Another character in London is the American publishing magnate Markham V. Reynolds, Jr., astonishingly well-dressed, courteous and handsome, every young woman’s fantasy of a real catch, who assiduously and exactingly courts the witty and urban Juliet. Most of the other characters are the islanders of Guernsey themselves, with all their backgrounds and history, their interrelationships, their feuds, and the occasional ones who were bound to have dealings on various levels with the occupying Germans. There is a little girl, Kit, an important character who is the offspring of one of these liaisons, and an incidentally gay male character.

The title ‘potato skin pie’ refers to the near starvation on the island during the war as food pantries dried up, supply lines were cut and people offered a variety makeshift solutions to stay alive.

This file is licensed under the Creative Commons Attribution 3.0 Unported License.

By getting to know the island and its people, Juliette is able to work through some of her uncertainties about career choices, understand the nuances of the human experience when under strain, and discern the excitement of of deeper affection and love. Some heroic stories are uncovered of how the islanders fared under occupation and resistance. Juliet also manages to unearth a collection of well-guarded letters (of course, being an epistolary novel) from a distinguished writer who had spent time in Guernsey decades before, whose fame brings economic boon and lifelong security for some. main characters. And speaking of further, I can assume with some confidence that tourism in Guernsey has certainly increased considerably since the publication of this book.

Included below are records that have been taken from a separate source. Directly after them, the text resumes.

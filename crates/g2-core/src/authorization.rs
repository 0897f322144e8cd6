//! Pure predicates over `(source group, is main, target folder)`. No I/O, no state.

use crate::domain::GroupFolder;

#[derive(Clone, Copy, Debug)]
pub struct AuthorizationPolicy;

impl AuthorizationPolicy {
    pub fn can_register_group(is_main_source: bool) -> bool {
        is_main_source
    }

    pub fn can_refresh_groups(is_main_source: bool) -> bool {
        is_main_source
    }

    pub fn can_send_message(
        is_main_source: bool,
        source: &GroupFolder,
        target: &GroupFolder,
    ) -> bool {
        is_main_source || source == target
    }

    pub fn can_schedule_task(
        is_main_source: bool,
        source: &GroupFolder,
        target: &GroupFolder,
    ) -> bool {
        is_main_source || source == target
    }

    pub fn can_manage_task(
        is_main_source: bool,
        source: &GroupFolder,
        task_folder: &GroupFolder,
    ) -> bool {
        is_main_source || source == task_folder
    }

    pub fn can_manage_session(
        is_main_source: bool,
        source: &GroupFolder,
        target: &GroupFolder,
    ) -> bool {
        is_main_source || source == target
    }
}

#[cfg(test)]
mod tests {
    use super::*;

    #[test]
    fn non_main_source_is_confined_to_its_own_folder() {
        let source = GroupFolder("alpha".to_string());
        let other = GroupFolder("beta".to_string());

        assert!(!AuthorizationPolicy::can_register_group(false));
        assert!(!AuthorizationPolicy::can_refresh_groups(false));
        assert!(!AuthorizationPolicy::can_send_message(false, &source, &other));
        assert!(!AuthorizationPolicy::can_schedule_task(false, &source, &other));
        assert!(!AuthorizationPolicy::can_manage_task(false, &source, &other));
        assert!(!AuthorizationPolicy::can_manage_session(false, &source, &other));

        assert!(AuthorizationPolicy::can_send_message(false, &source, &source));
        assert!(AuthorizationPolicy::can_schedule_task(false, &source, &source));
    }

    #[test]
    fn main_source_may_act_on_any_target() {
        let source = GroupFolder("main".to_string());
        let other = GroupFolder("beta".to_string());

        assert!(AuthorizationPolicy::can_register_group(true));
        assert!(AuthorizationPolicy::can_refresh_groups(true));
        assert!(AuthorizationPolicy::can_send_message(true, &source, &other));
        assert!(AuthorizationPolicy::can_schedule_task(true, &source, &other));
        assert!(AuthorizationPolicy::can_manage_task(true, &source, &other));
        assert!(AuthorizationPolicy::can_manage_session(true, &source, &other));
    }
}
impl IpcWatcher {
    pub fn new(config: Config, store: StateStore, channels: Arc<ChannelRegistry>, queue: Arc<GroupQueue>) -> Self {
        Self {
            config,
            store,
            channels,
            queue,
            processing: Arc::new(AtomicBool::new(false)),
        }
    }

    pub fn spawn(self, cancel: CancellationToken) -> tokio::task::JoinHandle<()> {
        tokio::spawn(async move {
            let ipc_dir = self.config.ipc_dir();
            let _ = std::fs::create_dir_all(&ipc_dir);

            let (fs_tx, mut fs_rx) = mpsc::unbounded_channel::<()>();
            let watcher = spawn_fs_watcher(&ipc_dir, fs_tx);

            let mut poll = tokio::time::interval(self.config.ipc_poll_interval);
            loop {
                tokio::select! {
                    _ = cancel.cancelled() => break,
                    _ = poll.tick() => self.process_once().await,
                    Some(()) = fs_rx.recv() => self.process_once().await,
                }
            }
            drop(watcher);
        })
    }

    /// Runs a single processing pass without entering the recurring loop, for
    /// the orchestrator's one-shot debug mode.
    pub async fn run_once(&self) {
        self.process_once().await;
    }

    async fn process_once(&self) {
        if self
            .processing
            .compare_exchange(false, true, Ordering::SeqCst, Ordering::SeqCst)
            .is_err()
        {
            return;
        }

        if let Err(e) = self.process_ipc_files().await {
            log(&format!("ipc processing failed: {e}"));
        }

        self.processing.store(false, Ordering::SeqCst);
    }

    async fn process_ipc_files(&self) -> Result<()> {
        let ipc_dir = self.config.ipc_dir();
        let Ok(entries) = std::fs::read_dir(&ipc_dir) else {
            return Ok(());
        };

        for entry in entries.flatten() {
            let path = entry.path();
            if !path.is_dir() {
                continue;
            }
            let Some(name) = path.file_name().and_then(|n| n.to_str()) else {
                continue;
            };
            if name == "errors" {
                continue;
            }

            let source_group = name.to_string();
            let is_main = source_group == self.config.main_group_folder;

            self.process_messages(&path, &source_group).await;
            self.process_tasks(&path, &source_group, is_main).await;
        }

        Ok(())
    }

    async fn process_messages(&self, group_dir: &Path, source_group: &str) {
        let dir = group_dir.join("messages");
        for file in list_json_files(&dir) {
            let outcome = self.handle_message_file(&file, source_group).await;
            finish_file(&file, &self.config, source_group, outcome);
        }
    }

    async fn handle_message_file(&self, file: &Path, source_group: &str) -> Result<()> {
        let data: Value = parse_json_file(file)?;
        if data.get("type").and_then(|v| v.as_str()) != Some("message") {
            return Ok(());
        }
        let (Some(chat_jid), Some(text)) = (
            data.get("chatJid").and_then(|v| v.as_str()),
            data.get("text").and_then(|v| v.as_str()),
        ) else {
            return Ok(());
        };

        let jid = Jid(chat_jid.to_string());
        let groups = self.store.get_registered_groups().await?;
        let Some(target) = groups.iter().find(|g| g.jid == jid.0) else {
            return Err(Error::IpcHandler(format!("unknown target jid {chat_jid}")));
        };

        let source_folder = GroupFolder(source_group.to_string());
        let target_folder = GroupFolder(target.folder.clone());
        let is_main = source_group == self.config.main_group_folder;
        if !AuthorizationPolicy::can_send_message(is_main, &source_folder, &target_folder) {
            return Err(Error::Unauthorized(format!(
                "{source_group} may not send to {}",
                target_folder.0
            )));
        }

        self.channels.send_message(&jid, text).await;
        Ok(())
    }

    async fn process_tasks(&self, group_dir: &Path, source_group: &str, is_main: bool) {
        let dir = group_dir.join("tasks");
        for file in list_json_files(&dir) {
            let outcome = self.handle_task_file(&file, source_group, is_main).await;
            finish_file(&file, &self.config, source_group, outcome);
        }
    }

    async fn handle_task_file(&self, file: &Path, source_group: &str, is_main: bool) -> Result<()> {
        let data: Value = parse_json_file(file)?;
        let Some(command) = data.get("type").and_then(|v| v.as_str()) else {
            return Ok(());
        };
        let source_folder = GroupFolder(source_group.to_string());

        let response = match command {
            "register_group" => self.cmd_register_group(is_main, &data).await?,
            "refresh_groups" => self.cmd_refresh_groups(is_main).await?,
            "schedule_task" => self.cmd_schedule_task(is_main, &source_folder, &data).await?,
            "pause_task" => self.cmd_set_task_status(is_main, &source_folder, &data, "paused").await?,
            "resume_task" => self.cmd_set_task_status(is_main, &source_folder, &data, "active").await?,
            "cancel_task" => self.cmd_cancel_task(is_main, &source_folder, &data).await?,
            "clear_session" => self.cmd_clear_session(&source_folder, &data).await?,
            "resume_session" => self.cmd_resume_session(&source_folder, &data).await?,
            "search_sessions" => self.cmd_search_sessions(&source_folder, &data).await?,
            "archive_session" => self.cmd_archive_session(&source_folder, &data).await?,
            other => {
                log(&format!("unknown ipc command {other} from {source_group}"));
                None
            }
        };

        if let (Some(request_id), Some(body)) = (data.get("requestId").and_then(|v| v.as_str()), response) {
            self.write_response(source_group, request_id, &body)?;
        }

        Ok(())
    }

    async fn cmd_register_group(&self, is_main: bool, data: &Value) -> Result<Option<Value>> {
        if !AuthorizationPolicy::can_register_group(is_main) {
            return Err(Error::Unauthorized("register_group requires the main group".into()));
        }
        let (Some(jid), Some(name), Some(folder)) = (
            data.get("jid").and_then(|v| v.as_str()),
            data.get("name").and_then(|v| v.as_str()),
            data.get("folder").and_then(|v| v.as_str()),
        ) else {
            return Err(Error::IpcHandler("register_group missing jid/name/folder".into()));
        };
        let channel = data.get("channel").and_then(|v| v.as_str()).unwrap_or("loopback");
        let requires_trigger = data.get("requiresTrigger").and_then(|v| v.as_bool()).unwrap_or(true);
        let trigger = data.get("trigger").and_then(|v| v.as_str()).unwrap_or("").to_string();

        self.store
            .register_group(g2_store::RegisteredGroup {
                jid: jid.to_string(),
                name: name.to_string(),
                folder: folder.to_string(),
                trigger,
                requires_trigger,
                added_at: iso_timestamp_utc(),
                channel: channel.to_string(),
                container_config: data.get("containerConfig").map(|v| v.to_string()),
            })
            .await?;

        std::fs::create_dir_all(self.config.group_ipc_dir(folder))?;
        Ok(None)
    }

    async fn cmd_refresh_groups(&self, is_main: bool) -> Result<Option<Value>> {
        if !AuthorizationPolicy::can_refresh_groups(is_main) {
            return Err(Error::Unauthorized("refresh_groups requires the main group".into()));
        }
        self.channels.sync_all(true).await;
        Ok(None)
    }

    async fn cmd_schedule_task(&self, is_main: bool, source: &GroupFolder, data: &Value) -> Result<Option<Value>> {
        let target_folder = data
            .get("groupFolder")
            .and_then(|v| v.as_str())
            .map(|s| GroupFolder(s.to_string()))
            .unwrap_or_else(|| source.clone());
        if !AuthorizationPolicy::can_schedule_task(is_main, source, &target_folder) {
            return Err(Error::Unauthorized("schedule_task not permitted for this source".into()));
        }

        let (Some(chat_jid), Some(prompt), Some(schedule_type_raw), Some(schedule_value)) = (
            data.get("chatJid").and_then(|v| v.as_str()),
            data.get("prompt").and_then(|v| v.as_str()),
            data.get("scheduleType").and_then(|v| v.as_str()),
            data.get("scheduleValue").and_then(|v| v.as_str()),
        ) else {
            return Err(Error::IpcHandler("schedule_task missing required fields".into()));
        };
        let schedule_type = ScheduleType::parse(schedule_type_raw)
            .ok_or_else(|| Error::IpcHandler(format!("invalid scheduleType {schedule_type_raw}")))?;
        let context_mode = data
            .get("contextMode")
            .and_then(|v| v.as_str())
            .and_then(ContextMode::parse)
            .unwrap_or(ContextMode::Isolated);

        let next_run = match schedule_type {
            ScheduleType::Cron => crate::cron::next_occurrence(schedule_value, &self.config.timezone, chrono::Utc::now())?,
            ScheduleType::Interval => {
                let ms: i64 = schedule_value.parse().unwrap_or(0);
                Some((chrono::Utc::now() + chrono::Duration::milliseconds(ms)).to_rfc3339())
            }
            ScheduleType::Once => Some(schedule_value.to_string()),
        };

        let id = self
            .store
            .create_task(
                target_folder,
                Jid(chat_jid.to_string()),
                prompt.to_string(),
                schedule_type,
                schedule_value.to_string(),
                context_mode,
                next_run,
                iso_timestamp_utc(),
            )
            .await?;

        Ok(Some(json!({ "taskId": id.0 })))
    }

    async fn cmd_set_task_status(
        &self,
        is_main: bool,
        source: &GroupFolder,
        data: &Value,
        status: &str,
    ) -> Result<Option<Value>> {
        let task = self.lookup_authorized_task(is_main, source, data).await?;
        let status = g2_core::domain::TaskStatus::parse(status)
            .ok_or_else(|| Error::IpcHandler(format!("invalid status {status}")))?;
        self.store.set_task_status(task.id, status).await?;
        Ok(None)
    }

    async fn cmd_cancel_task(&self, is_main: bool, source: &GroupFolder, data: &Value) -> Result<Option<Value>> {
        let task = self.lookup_authorized_task(is_main, source, data).await?;
        self.store.delete_task(task.id).await?;
        Ok(None)
    }

    async fn lookup_authorized_task(
        &self,
        is_main: bool,
        source: &GroupFolder,
        data: &Value,
    ) -> Result<g2_store::ScheduledTask> {
        let task_id = data
            .get("taskId")
            .and_then(|v| v.as_i64())
            .ok_or_else(|| Error::IpcHandler("missing taskId".into()))?;
        let task = self
            .store
            .get_task(g2_core::domain::TaskId(task_id))
            .await?
            .ok_or_else(|| Error::IpcHandler(format!("unknown task {task_id}")))?;
        let task_folder = GroupFolder(task.group_folder.clone());
        if !AuthorizationPolicy::can_manage_task(is_main, source, &task_folder) {
            return Err(Error::Unauthorized("not permitted to manage this task".into()));
        }
        Ok(task)
    }

    async fn cmd_clear_session(&self, source: &GroupFolder, data: &Value) -> Result<Option<Value>> {
        let should_archive = data.get("archive").and_then(|v| v.as_bool()).unwrap_or(false);
        if let Some(previous) = self.store.clear_session(source.clone()).await? {
            if should_archive {
                self.store
                    .archive_session(source.clone(), previous, None, None, iso_timestamp_utc())
                    .await?;
            }
        }
        if let Some(group) = self.store.get_group_by_folder(source.clone()).await? {
            self.queue.close_stdin(&Jid(group.jid)).await;
        }
        Ok(None)
    }

    async fn cmd_resume_session(&self, source: &GroupFolder, data: &Value) -> Result<Option<Value>> {
        let archive_id = data
            .get("archiveId")
            .and_then(|v| v.as_i64())
            .ok_or_else(|| Error::IpcHandler("missing archiveId".into()))?;
        let now = iso_timestamp_utc();
        let resumed = self
            .store
            .resume_archived_session(source.clone(), ArchiveId(archive_id), now)
            .await?;
        if resumed.is_none() {
            return Err(Error::IpcHandler(format!("no archived session {archive_id} for {}", source.0)));
        }
        if let Some(group) = self.store.get_group_by_folder(source.clone()).await? {
            self.queue.close_stdin(&Jid(group.jid)).await;
        }
        Ok(None)
    }

    async fn cmd_search_sessions(&self, source: &GroupFolder, data: &Value) -> Result<Option<Value>> {
        let query = data.get("query").and_then(|v| v.as_str()).unwrap_or("").to_string();
        let results = self.store.search_archived_sessions(source.clone(), query).await?;
        let payload: Vec<Value> = results
            .iter()
            .map(|a| json!({"id": a.id, "name": a.name, "archivedAt": a.archived_at}))
            .collect();
        Ok(Some(json!({ "results": payload })))
    }

    async fn cmd_archive_session(&self, source: &GroupFolder, data: &Value) -> Result<Option<Value>> {
        let Some(session) = self.store.get_session(source.clone()).await? else {
            return Err(Error::IpcHandler(format!("no active session for {}", source.0)));
        };
        let name = data.get("name").and_then(|v| v.as_str()).map(str::to_string);
        let content = data.get("content").and_then(|v| v.as_str()).map(str::to_string);
        let id = self
            .store
            .archive_session(source.clone(), session.session_id, name, content, iso_timestamp_utc())
            .await?;
        Ok(Some(json!({ "archiveId": id.0 })))
    }

    fn write_response(&self, source_group: &str, request_id: &str, body: &Value) -> Result<()> {
        let dir = self.config.group_ipc_dir(source_group).join("responses");
        std::fs::create_dir_all(&dir)?;
        let path = dir.join(format!("{request_id}.json"));
        let tmp = path.with_extension("json.tmp");
        std::fs::write(&tmp, serde_json::to_vec_pretty(body)?)?;
        std::fs::rename(&tmp, &path)?;
        Ok(())
    }
}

It’s a sweet, happy story, probably more appealing to female readers (as Christie’s novel probably is). I really appreciated. My only reservation is that everyone is always trying to be so smart and clever in a Shavian or Wildean stream of epigrams and precious good words. I would have asked the writers to give each character a more distinct voice to indicate education, class and social distinction, age, proficiency in spelling and grammar.

That aside, readers will gain an education on the islands and their history, as well as savor a beautiful tale with considerable romance and more of a strong woman emerging.